Lo que se espera del pasado es que se mantenga quieto, que nada cambie en los recuerdos y que ellos no cambien nada del presente. Es el Rastro, respecto a él, un agente inquietante, una mezcla de fábrica y templo del que surgen objetos viejos como recién nacidos, resucitados de su muerte. En él se obra el milagro de devolver lo desechado a la vida de las ciudades, en él aparece lo viejo como nuevo con la emoción de lo original: lo que estaba a punto de desaparecer como lo que nace, retando en duelo a la verdad del paso del tiempo.
Ha dado a luz el Rastro hace unos días un libro con cincuenta poemas y unas cuantas ilustraciones en blanco y negro de acuarela o tinta china. La sobrecubierta es de papel color rosa desvaído. El ejemplar que yo tengo en las manos tiene un agujero de polilla desde la página ciento veintiuno que va ensanchándose hasta salir por la contraportada y un montón de páginas en blanco intercaladas, a veces dos seguidas, no se sabe si por la impericia o el descuido de gráficas Lancia de la calle de Cadórniga donde se imprimieron o por deseo de dar un respiro en la lectura.

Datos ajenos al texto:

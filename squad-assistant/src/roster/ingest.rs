// One-shot import: tokenize, reconcile, enrich.

use std::sync::atomic::{AtomicU64, Ordering};

use serde::{Deserialize, Serialize};
use tracing::info;

use super::enrich::enrich;
use super::entry::RosterEntry;
use super::reconcile::reconcile;
use super::tokenizer::tokenize;
use super::{Diagnostic, ImportError};
use crate::reference::ReferenceMap;

static NEXT_ROSTER_ID: AtomicU64 = AtomicU64::new(1);

/// Identity of one successfully imported roster. A fresh id is issued for
/// every import, so a recommendation can be tied to the roster it was
/// computed from.
#[derive(Debug, Clone, Copy, PartialEq, Eq, Hash, PartialOrd, Ord, Serialize, Deserialize)]
pub struct RosterId(u64);

impl RosterId {
    fn next() -> Self {
        RosterId(NEXT_ROSTER_ID.fetch_add(1, Ordering::Relaxed))
    }

    pub fn value(self) -> u64 {
        self.0
    }
}

/// The current set of roster entries. Replaced wholesale on each import.
#[derive(Debug, Clone, PartialEq)]
pub struct Roster {
    id: RosterId,
    entries: Vec<RosterEntry>,
}

impl Roster {
    pub fn new(entries: Vec<RosterEntry>) -> Self {
        Roster {
            id: RosterId::next(),
            entries,
        }
    }

    pub fn id(&self) -> RosterId {
        self.id
    }

    pub fn entries(&self) -> &[RosterEntry] {
        &self.entries
    }

    pub fn len(&self) -> usize {
        self.entries.len()
    }

    pub fn is_empty(&self) -> bool {
        self.entries.is_empty()
    }

    pub fn find(&self, definition_id: &str) -> Option<&RosterEntry> {
        let id = super::entry::normalize_definition_id(definition_id);
        self.entries.iter().find(|e| e.definition_id == id)
    }
}

/// A successful import.
#[derive(Debug, Clone)]
pub struct ImportOutcome {
    pub roster: Roster,
    /// Rows that were skipped, in source order.
    pub diagnostics: Vec<Diagnostic>,
    /// Entries carrying detailed stats after enrichment.
    pub enriched: usize,
}

/// Run the whole pipeline over raw CSV text.
///
/// Either a complete roster comes back or nothing does; there is no partial
/// intermediate state.
pub fn ingest(text: &str, reference: &ReferenceMap) -> Result<ImportOutcome, ImportError> {
    let mut rows = tokenize(text);
    if rows.is_empty() {
        return Err(ImportError::Empty);
    }
    let header = rows.remove(0);
    if rows.iter().all(|r| r.len() == 1 && r[0].trim().is_empty()) {
        return Err(ImportError::NoDataRows);
    }

    let reconciled = reconcile(&header, &rows)?;
    if reconciled.entries.is_empty() {
        return Err(ImportError::NoValidRows {
            diagnostics: reconciled.diagnostics,
        });
    }

    let entries = enrich(reconciled.entries, reference);
    let enriched = entries.iter().filter(|e| e.has_detailed_stats()).count();
    let roster = Roster::new(entries);

    info!(
        "imported {} players ({} skipped, {} with detailed stats)",
        roster.len(),
        reconciled.diagnostics.len(),
        enriched
    );

    Ok(ImportOutcome {
        roster,
        diagnostics: reconciled.diagnostics,
        enriched,
    })
}

#[cfg(test)]
mod tests {
    use super::*;

    #[test]
    fn end_to_end_alice_and_bob() {
        let text = "Name,DefinitionId,Rating\nAlice,101,85\nBob,102,200\n";
        let outcome = ingest(text, &ReferenceMap::empty()).unwrap();
        assert_eq!(outcome.roster.len(), 1);
        let alice = &outcome.roster.entries()[0];
        assert_eq!(alice.name, "Alice");
        assert_eq!(alice.rating, Some(85));
        assert!(!alice.has_detailed_stats());
        assert_eq!(outcome.diagnostics.len(), 1);
        assert_eq!(outcome.diagnostics[0].row, 3);
        assert!(outcome.diagnostics[0].reason.contains("Bob"));
        assert_eq!(outcome.enriched, 0);
    }

    #[test]
    fn empty_and_whitespace_input_is_empty_error() {
        assert!(matches!(ingest("", &ReferenceMap::empty()), Err(ImportError::Empty)));
        assert!(matches!(
            ingest(" \r\n\t\n", &ReferenceMap::empty()),
            Err(ImportError::Empty)
        ));
    }

    #[test]
    fn header_only_is_no_data_rows() {
        assert!(matches!(
            ingest("Name,DefinitionId,Rating\n", &ReferenceMap::empty()),
            Err(ImportError::NoDataRows)
        ));
    }

    #[test]
    fn missing_columns_propagate() {
        let err = ingest("Rating\n80\n", &ReferenceMap::empty()).unwrap_err();
        assert!(matches!(err, ImportError::MissingColumns(_)));
    }

    #[test]
    fn all_rows_rejected_is_no_valid_rows() {
        let err = ingest("Name,ID,Rating\nA,1,x\nB,2,101\n", &ReferenceMap::empty()).unwrap_err();
        match err {
            ImportError::NoValidRows { diagnostics } => assert_eq!(diagnostics.len(), 2),
            other => panic!("expected NoValidRows, got {other:?}"),
        }
    }

    #[test]
    fn each_import_gets_a_fresh_roster_id() {
        let text = "Name,ID\nA,1\n";
        let first = ingest(text, &ReferenceMap::empty()).unwrap();
        let second = ingest(text, &ReferenceMap::empty()).unwrap();
        assert!(second.roster.id() > first.roster.id());
        assert_eq!(first.roster.entries(), second.roster.entries());
    }

    #[test]
    fn find_uses_normalized_id() {
        let outcome = ingest("Name,ID\nA,00012\n", &ReferenceMap::empty()).unwrap();
        assert!(outcome.roster.find("12").is_some());
        assert!(outcome.roster.find("012").is_some());
        assert!(outcome.roster.find("13").is_none());
    }
}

Los amigos del Rastro me dicen que estos versos, arrojados al mundo en 1960 con el título de ‘Junto al Río Ancho’ y firmados en su portada por un enigmático acrónimo, PIDIPÁ, son obra de aquella librovejera que algunos ciudadanos motejaron ‘la Judía’. La tienda que tenía de ejemplares usados era de los sitios más pintorescos que se pudieron ver, un espacio que más que un rincón de la ciudad era un sobrante, el ángulo entre dos edificios de las calles Varillas, Cardiles y de la Paloma que daba escasos diez metros cuadrados en forma de triángulo. La poca luz de una bombilla desnuda y un amontonamiento de libros polvorientos era su amueblamiento, que hacía de ese punto lo más parecido a un agujero en el tiempo.
Hasta la mitad del libro hay una melancolía luminosa de descubrimiento juvenil, pero luego estalla un desamor. Pasa la autora de sentir tristeza por un árbol, un peral que «escucha el lento / murmullo de la fuente», a afirmar que «buceando al revés / de la corriente / sin orilla, / mi vida se fue». Dos reseñistas de aquel año tuvieron la delicadeza de publicar algo en la prensa diaria sobre el libro, ambos le afearon el bonito PIDIPÁ, seguramente porque no eran partidarios del creacionismo. El bueno de González de Lama, al menos, es comprensivo con los versos que los dos califican como ingenuos. Ella declaró, en una entrevista de 1975, que no sabía lo que era tener un hijo pero que haber publicado ese libro había sido la emoción más intensa de su vida.
Qué injustos somos con todo el mundo, sólo permitimos tener sentimientos a algunos poetas muy buenos con finales trágicos, como si compensásemos su desgracia con el reconocimiento después de muertos. Pero el pasado, en venganza, no se está quieto. Ahora nos llega la noticia —al menos a este lector—, a través del templo que fabrica cosas viejas recién nacidas, el Rastro, de que aquella mujer anclada amargamente en aquel cementerio de libros de la angosta tienda, Pilar Díez Pacho, «la Judía», fue PIDIPÁ, la poeta.